Impact of virus weighs on GCC economies

Cleaning staff board an Emirates Airbus A380-800 aircraft for sterilisation efforts against COVID-19 coronavirus disease in Dubai, UAE on Sunday (AFP)

Muscat - 

The increasing economic implications of coronavirus outbreak are casting a darker shadow over the global growth outlook and COVID-19 will weigh on the GCC economies as weakening global demand drags down oil prices and hampers important industries such as tourism and real estate, S&P Global Ratings said on Wednesday.

‘The effect of the expanding COVID-19 epidemic on global growth has direct implications for the GCC countries. Weaker global demand will strain GCC economies, and the effect will be amplified by key trading partner concentrations,’ S&P said in a report published on Wednesday. The publication follows recent revisions to S&P’s oil price assumptions to US$40 per barrel in 2020 from US$60 previously.

The GCC hospitality industry, which includes sectors like airlines, hotels, and retail, will see lower revenue because of decreased tourism and business flows, as travel aversion and restrictions bite during the peak tourism season, S&P said.

‘These factors will also reduce transit and outbound travel by visitors and residents respectively. Several GCC states have suspended their travel connections with countries where virus cases are high or currently spiking.’

S&P said, ‘We have yet to see whether COVID-19 will dent the number of pilgrims travelling to Saudi Arabia. Both the kingdom and neighbouring UAE would take a hefty economic hit in 2020 if the pilgrimage season, which starts in July, or Dubai’s hosting of the 2020 World Expo, which starts in October, are affected.’

However, despite this potential disruption and the uncertain recovery path, S&P does not expect all activity to be lost. Instead, it could be postponed - visits and events in the region could be rescheduled to later dates.

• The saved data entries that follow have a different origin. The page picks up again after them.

//! Media call negotiation machine.
//!
//! `Idle → Dialing → Ringing → InCall → Ended`. Shares the relay's
//! control routing (the `call-*` kinds) with the data channel, and nothing
//! else — no chunking, no encryption pipeline, no reconnection policy.
//! Media itself is out of scope; this machine negotiates and tracks call
//! state at the interface.
//!
//! Glare follows the channel rule: the lexicographically smaller
//! participant id becomes the answerer.

use crate::control::{ControlMessage, SessionDescription, PROTOCOL_VERSION};
use crate::message::generate_message_id;

// ── States ──────────────────────────────────────────────────

#[derive(Debug, Clone, Copy, PartialEq, Eq)]
pub enum CallState {
    Idle,
    /// We sent a call-offer and wait for the answer.
    Dialing,
    /// We received a call-offer and wait for local accept/reject.
    Ringing,
    InCall,
    Ended,
}

// ── Events and actions ──────────────────────────────────────

#[derive(Debug)]
pub enum CallEvent {
    /// Local request to start a call.
    Dial,
    /// Local accept of a ringing call.
    Accept,
    /// Local hang-up or refusal.
    HangUp,
    /// A `call-*` control message routed by the relay.
    ControlReceived(ControlMessage),
}

#[derive(Debug, PartialEq)]
pub enum CallAction {
    SendControl(ControlMessage),
    NotifyRinging,
    NotifyConnected,
    NotifyEnded,
}

// ── Call session ────────────────────────────────────────────

pub struct CallSession {
    local_id: String,
    remote_id: String,
    local_public_key: String,
    state: CallState,
    session_token: Option<String>,
}

impl CallSession {
    pub fn new(local_id: &str, remote_id: &str, local_public_key: &str) -> Self {
        Self {
            local_id: local_id.to_string(),
            remote_id: remote_id.to_string(),
            local_public_key: local_public_key.to_string(),
            state: CallState::Idle,
            session_token: None,
        }
    }

    pub fn state(&self) -> CallState {
        self.state
    }

    pub fn handle(&mut self, event: CallEvent) -> Vec<CallAction> {
        match event {
            CallEvent::Dial => self.on_dial(),
            CallEvent::Accept => self.on_accept(),
            CallEvent::HangUp => self.on_hang_up(),
            CallEvent::ControlReceived(msg) => self.on_control(msg),
        }
    }

    fn description(&self, token: &str) -> SessionDescription {
        SessionDescription {
            version: PROTOCOL_VERSION,
            session_token: token.to_string(),
            public_key: self.local_public_key.clone(),
            restart: false,
        }
    }

    fn on_dial(&mut self) -> Vec<CallAction> {
        match self.state {
            CallState::Idle | CallState::Ended => {}
            _ => {
                eprintln!(
                    "[call] {}→{}: dial in {:?}, ignoring",
                    self.local_id, self.remote_id, self.state
                );
                return Vec::new();
            }
        }
        let token = generate_message_id();
        self.state = CallState::Dialing;
        self.session_token = Some(token.clone());
        vec![CallAction::SendControl(ControlMessage::CallOffer {
            target: self.remote_id.clone(),
            source: self.local_id.clone(),
            offer: self.description(&token),
        })]
    }

    fn on_accept(&mut self) -> Vec<CallAction> {
        if self.state != CallState::Ringing {
            return Vec::new();
        }
        let token = self
            .session_token
            .clone()
            .expect("BUG: Ringing without a call token");
        self.state = CallState::InCall;
        vec![
            CallAction::SendControl(ControlMessage::CallAnswer {
                target: self.remote_id.clone(),
                source: self.local_id.clone(),
                answer: self.description(&token),
            }),
            CallAction::NotifyConnected,
        ]
    }

    fn on_hang_up(&mut self) -> Vec<CallAction> {
        match self.state {
            CallState::Idle | CallState::Ended => Vec::new(),
            _ => {
                self.state = CallState::Ended;
                self.session_token = None;
                vec![
                    CallAction::SendControl(ControlMessage::CallReject {
                        target: self.remote_id.clone(),
                        source: self.local_id.clone(),
                    }),
                    CallAction::NotifyEnded,
                ]
            }
        }
    }

    fn on_control(&mut self, msg: ControlMessage) -> Vec<CallAction> {
        match msg {
            ControlMessage::CallOffer { offer, .. } => self.on_call_offer(offer),
            ControlMessage::CallAnswer { answer, .. } => self.on_call_answer(answer),
            ControlMessage::CallReject { .. } => self.on_call_reject(),
            other => {
                eprintln!(
                    "[call] {}→{}: unexpected {} control, dropping",
                    self.local_id,
                    self.remote_id,
                    other.kind()
                );
                Vec::new()
            }
        }
    }

    fn on_call_offer(&mut self, offer: SessionDescription) -> Vec<CallAction> {
        match self.state {
            CallState::Idle | CallState::Ended => {
                self.state = CallState::Ringing;
                self.session_token = Some(offer.session_token);
                vec![CallAction::NotifyRinging]
            }
            CallState::Dialing => {
                // Glare: smaller id answers, larger id keeps dialing.
                if self.local_id < self.remote_id {
                    eprintln!(
                        "[call] {}→{}: call glare, abandoning own dial",
                        self.local_id, self.remote_id
                    );
                    self.state = CallState::Ringing;
                    self.session_token = Some(offer.session_token);
                    vec![CallAction::NotifyRinging]
                } else {
                    Vec::new()
                }
            }
            _ => Vec::new(),
        }
    }

    fn on_call_answer(&mut self, answer: SessionDescription) -> Vec<CallAction> {
        if self.state != CallState::Dialing {
            return Vec::new();
        }
        if Some(&answer.session_token) != self.session_token.as_ref() {
            eprintln!(
                "[call] {}→{}: answer for a stale call, dropping",
                self.local_id, self.remote_id
            );
            return Vec::new();
        }
        self.state = CallState::InCall;
        vec![CallAction::NotifyConnected]
    }

    fn on_call_reject(&mut self) -> Vec<CallAction> {
        match self.state {
            CallState::Dialing | CallState::Ringing | CallState::InCall => {
                self.state = CallState::Ended;
                self.session_token = None;
                vec![CallAction::NotifyEnded]
            }
            _ => Vec::new(),
        }
    }
}

// ── Tests ───────────────────────────────────────────────────

#[cfg(test)]
mod tests {
    use super::*;

    fn call(local: &str, remote: &str) -> CallSession {
        CallSession::new(local, remote, "pk-local")
    }

    fn call_offer(token: &str) -> ControlMessage {
        ControlMessage::CallOffer {
            target: "a".into(),
            source: "b".into(),
            offer: SessionDescription {
                version: PROTOCOL_VERSION,
                session_token: token.into(),
                public_key: "pk-remote".into(),
                restart: false,
            },
        }
    }

    fn dialed_token(actions: &[CallAction]) -> String {
        match &actions[0] {
            CallAction::SendControl(ControlMessage::CallOffer { offer, .. }) => {
                offer.session_token.clone()
            }
            other => panic!("expected call-offer, got {:?}", other),
        }
    }

    #[test]
    fn dial_answer_connects() {
        let mut caller = call("a", "b");
        let token = dialed_token(&caller.handle(CallEvent::Dial));
        assert_eq!(caller.state(), CallState::Dialing);

        let actions = caller.handle(CallEvent::ControlReceived(ControlMessage::CallAnswer {
            target: "a".into(),
            source: "b".into(),
            answer: SessionDescription {
                version: PROTOCOL_VERSION,
                session_token: token,
                public_key: "pk-remote".into(),
                restart: false,
            },
        }));
        assert_eq!(actions, vec![CallAction::NotifyConnected]);
        assert_eq!(caller.state(), CallState::InCall);
    }

    #[test]
    fn incoming_offer_rings_then_accept_answers() {
        let mut callee = call("a", "b");
        let actions = callee.handle(CallEvent::ControlReceived(call_offer("tok-1")));
        assert_eq!(actions, vec![CallAction::NotifyRinging]);
        assert_eq!(callee.state(), CallState::Ringing);

        let actions = callee.handle(CallEvent::Accept);
        assert!(matches!(
            &actions[0],
            CallAction::SendControl(ControlMessage::CallAnswer { answer, .. })
                if answer.session_token == "tok-1"
        ));
        assert_eq!(actions[1], CallAction::NotifyConnected);
        assert_eq!(callee.state(), CallState::InCall);
    }

    #[test]
    fn hang_up_sends_reject_and_ends() {
        let mut s = call("a", "b");
        s.handle(CallEvent::Dial);
        let actions = s.handle(CallEvent::HangUp);
        assert!(matches!(
            actions[0],
            CallAction::SendControl(ControlMessage::CallReject { .. })
        ));
        assert_eq!(actions[1], CallAction::NotifyEnded);
        assert_eq!(s.state(), CallState::Ended);
    }

    #[test]
    fn remote_reject_ends_dialing_call() {
        let mut s = call("a", "b");
        s.handle(CallEvent::Dial);
        let actions = s.handle(CallEvent::ControlReceived(ControlMessage::CallReject {
            target: "a".into(),
            source: "b".into(),
        }));
        assert_eq!(actions, vec![CallAction::NotifyEnded]);
        assert_eq!(s.state(), CallState::Ended);
    }

    #[test]
    fn glare_smaller_id_switches_to_ringing() {
        let mut s = call("a", "b"); // "a" < "b": we answer
        s.handle(CallEvent::Dial);
        let actions = s.handle(CallEvent::ControlReceived(call_offer("tok-remote")));
        assert_eq!(actions, vec![CallAction::NotifyRinging]);
        assert_eq!(s.state(), CallState::Ringing);
    }

    #[test]
    fn glare_larger_id_keeps_dialing() {
        let mut s = call("b", "a"); // "b" > "a": we keep dialing
        s.handle(CallEvent::Dial);
        let actions = s.handle(CallEvent::ControlReceived(ControlMessage::CallOffer {
            target: "b".into(),
            source: "a".into(),
            offer: SessionDescription {
                version: PROTOCOL_VERSION,
                session_token: "tok-remote".into(),
                public_key: "pk-remote".into(),
                restart: false,
            },
        }));
        assert!(actions.is_empty());
        assert_eq!(s.state(), CallState::Dialing);
    }

    #[test]
    fn stale_answer_is_dropped() {
        let mut s = call("a", "b");
        s.handle(CallEvent::Dial);
        let actions = s.handle(CallEvent::ControlReceived(ControlMessage::CallAnswer {
            target: "a".into(),
            source: "b".into(),
            answer: SessionDescription {
                version: PROTOCOL_VERSION,
                session_token: "wrong".into(),
                public_key: "pk-remote".into(),
                restart: false,
            },
        }));
        assert!(actions.is_empty());
        assert_eq!(s.state(), CallState::Dialing);
    }

    #[test]
    fn ended_call_can_redial() {
        let mut s = call("a", "b");
        s.handle(CallEvent::Dial);
        s.handle(CallEvent::HangUp);
        assert_eq!(s.state(), CallState::Ended);
        let actions = s.handle(CallEvent::Dial);
        assert!(!actions.is_empty());
        assert_eq!(s.state(), CallState::Dialing);
    }
}
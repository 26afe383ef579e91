//! Participant-id → public-key resolution with caching.
//!
//! Lookup order: in-memory cache → local roster (contacts already held by
//! the caller) → remote single-user lookup through the `RemoteKeyLookup`
//! seam. A remotely resolved key is validated (44 base64 chars decoding to
//! exactly 32 bytes) before caching; invalid format surfaces `InvalidKey`
//! without caching, and failed resolutions are never cached.
//!
//! The directory is shared read-mostly across all sessions of one local
//! user. The mutex is held across the whole resolve, so concurrent callers
//! observe at most one remote call per id.

use std::collections::HashMap;
use std::fmt;
use std::sync::Mutex;

use base64::engine::general_purpose::STANDARD as BASE64;
use base64::Engine as _;

use crate::codec::KEY_LEN;

// ── Constants ───────────────────────────────────────────────

/// Base64 length of a 32-byte key.
const KEY_B64_LEN: usize = 44;

// ── Types ───────────────────────────────────────────────────

/// Where a cached key came from.
#[derive(Debug, Clone, Copy, PartialEq, Eq)]
pub enum KeySource {
    Cache,
    Roster,
    Remote,
}

/// One resolved key. Lives for the process lifetime once cached.
#[derive(Debug, Clone)]
pub struct PublicKeyCacheEntry {
    pub participant_id: String,
    pub public_key: String,
    pub source: KeySource,
}

/// Seam to the out-of-scope REST layer: fetch one participant's key.
/// `Ok(None)` means the participant is unknown remotely. The directory is
/// shared behind an `Arc` across threads, so implementations must be
/// `Sync` as well as `Send`.
pub trait RemoteKeyLookup: Send + Sync {
    fn fetch(&self, participant_id: &str) -> Result<Option<String>, String>;
}

// ── Error type ──────────────────────────────────────────────

#[derive(Debug, PartialEq)]
pub enum DirectoryError {
    /// No key anywhere: cache, roster, or remote.
    NotFound,
    /// Remote returned a key that is not 44 base64 chars / 32 bytes.
    InvalidKey(String),
    /// Remote lookup failed (transport-level). Not cached; retryable.
    RemoteUnavailable(String),
}

impl fmt::Display for DirectoryError {
    fn fmt(&self, f: &mut fmt::Formatter<'_>) -> fmt::Result {
        match self {
            DirectoryError::NotFound => write!(f, "no public key known for participant"),
            DirectoryError::InvalidKey(detail) => {
                write!(f, "remote key has invalid format: {}", detail)
            }
            DirectoryError::RemoteUnavailable(detail) => {
                write!(f, "remote key lookup failed: {}", detail)
            }
        }
    }
}

impl std::error::Error for DirectoryError {}

// ── Directory ───────────────────────────────────────────────

struct DirectoryInner {
    cache: HashMap<String, PublicKeyCacheEntry>,
    roster: HashMap<String, String>,
}

/// Key directory for one local user.
pub struct KeyDirectory {
    inner: Mutex<DirectoryInner>,
    remote: Box<dyn RemoteKeyLookup>,
}

impl KeyDirectory {
    pub fn new(remote: Box<dyn RemoteKeyLookup>) -> Self {
        Self {
            inner: Mutex::new(DirectoryInner {
                cache: HashMap::new(),
                roster: HashMap::new(),
            }),
            remote,
        }
    }

    /// Record a locally known contact key (contacts list, search results).
    /// Roster entries are consulted after the cache and before the remote.
    pub fn add_roster_entry(&self, participant_id: &str, public_key_b64: &str) {
        let mut inner = self.inner.lock().expect("key directory lock poisoned");
        inner
            .roster
            .insert(participant_id.to_string(), public_key_b64.to_string());
    }

    /// Key rotation invalidates any cached copy for that participant.
    pub fn invalidate(&self, participant_id: &str) {
        let mut inner = self.inner.lock().expect("key directory lock poisoned");
        inner.cache.remove(participant_id);
        inner.roster.remove(participant_id);
    }

    /// The key if it is already in the cache or the roster. Never calls
    /// the remote lookup, so it cannot block on network I/O.
    pub fn peek(&self, participant_id: &str) -> Option<String> {
        let inner = self.inner.lock().expect("key directory lock poisoned");
        inner
            .cache
            .get(participant_id)
            .map(|e| e.public_key.clone())
            .or_else(|| inner.roster.get(participant_id).cloned())
    }

    /// Resolve a participant id to their base64 public key.
    pub fn resolve(&self, participant_id: &str) -> Result<String, DirectoryError> {
        let mut inner = self.inner.lock().expect("key directory lock poisoned");

        if let Some(entry) = inner.cache.get(participant_id) {
            return Ok(entry.public_key.clone());
        }

        if let Some(key) = inner.roster.get(participant_id).cloned() {
            inner.cache.insert(
                participant_id.to_string(),
                PublicKeyCacheEntry {
                    participant_id: participant_id.to_string(),
                    public_key: key.clone(),
                    source: KeySource::Roster,
                },
            );
            return Ok(key);
        }

        // Lock is held across the remote call: later callers hit the cache.
        let key = self
            .remote
            .fetch(participant_id)
            .map_err(DirectoryError::RemoteUnavailable)?
            .ok_or(DirectoryError::NotFound)?;

        validate_key_format(&key)?;

        inner.cache.insert(
            participant_id.to_string(),
            PublicKeyCacheEntry {
                participant_id: participant_id.to_string(),
                public_key: key.clone(),
                source: KeySource::Remote,
            },
        );
        Ok(key)
    }

    /// Resolve to raw key bytes, decoding the cached base64.
    pub fn resolve_bytes(&self, participant_id: &str) -> Result<Vec<u8>, DirectoryError> {
        let b64 = self.resolve(participant_id)?;
        BASE64
            .decode(&b64)
            .map_err(|e| DirectoryError::InvalidKey(format!("base64: {}", e)))
    }

    /// Source recorded for a cached id (diagnostics and tests).
    pub fn cached_source(&self, participant_id: &str) -> Option<KeySource> {
        let inner = self.inner.lock().expect("key directory lock poisoned");
        inner.cache.get(participant_id).map(|e| e.source)
    }
}

/// Validate a remotely fetched key: 44 base64 chars, 32 decoded bytes.
fn validate_key_format(key_b64: &str) -> Result<(), DirectoryError> {
    if key_b64.len() != KEY_B64_LEN {
        return Err(DirectoryError::InvalidKey(format!(
            "{} chars (expected {})",
            key_b64.len(),
            KEY_B64_LEN
        )));
    }
    let decoded = BASE64
        .decode(key_b64)
        .map_err(|e| DirectoryError::InvalidKey(format!("base64: {}", e)))?;
    if decoded.len() != KEY_LEN {
        return Err(DirectoryError::InvalidKey(format!(
            "{} bytes (expected {})",
            decoded.len(),
            KEY_LEN
        )));
    }
    Ok(())
}

// ── Tests ───────────────────────────────────────────────────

‘Furthermore, across most major bourses, prices have declined sharply and risk aversion has spiked. For the GCC region, this means issuers that have weaker credit quality or significant direct exposure to affected industries will find it difficult to access capital markets.

A few bond and sukuk issuances have been cancelled because of the less-supportive market conditions,’ the ratings agency said.

S&P said it remains to be seen how the reduction in interest rates will play out for issuers in the region. However, it anticipates that rising pressure on cash flows and earnings will test the ability of certain players to access the market.

‘Lower-rated issuers and those most directly exposed to the travel, tourism, and consumer spending industries will suffer most. Issuers based in Oman or Bahrain, plus some of those in Dubai, may face obstacles in refinancing their maturing debt or deficits.’
As global financing conditions deteriorate, funding costs for more-leveraged borrowers are rising and investor appetite for less-creditworthy issuers could fade, S&P said.

For the GCC banking sector, S&P said the knock-on effects of lower economic growth and oil prices will further slow lending growth and increase the overall stock of problem assets at GCC banks.

‘At the same time, interest margins will decline. Combined, these shifts will weaken GCC banks’ profitability. Capitalisation is unlikely to be affected by these changes and it should continue to support bank ratings. On the funding side, the lower oil price is likely to slow deposit base growth.’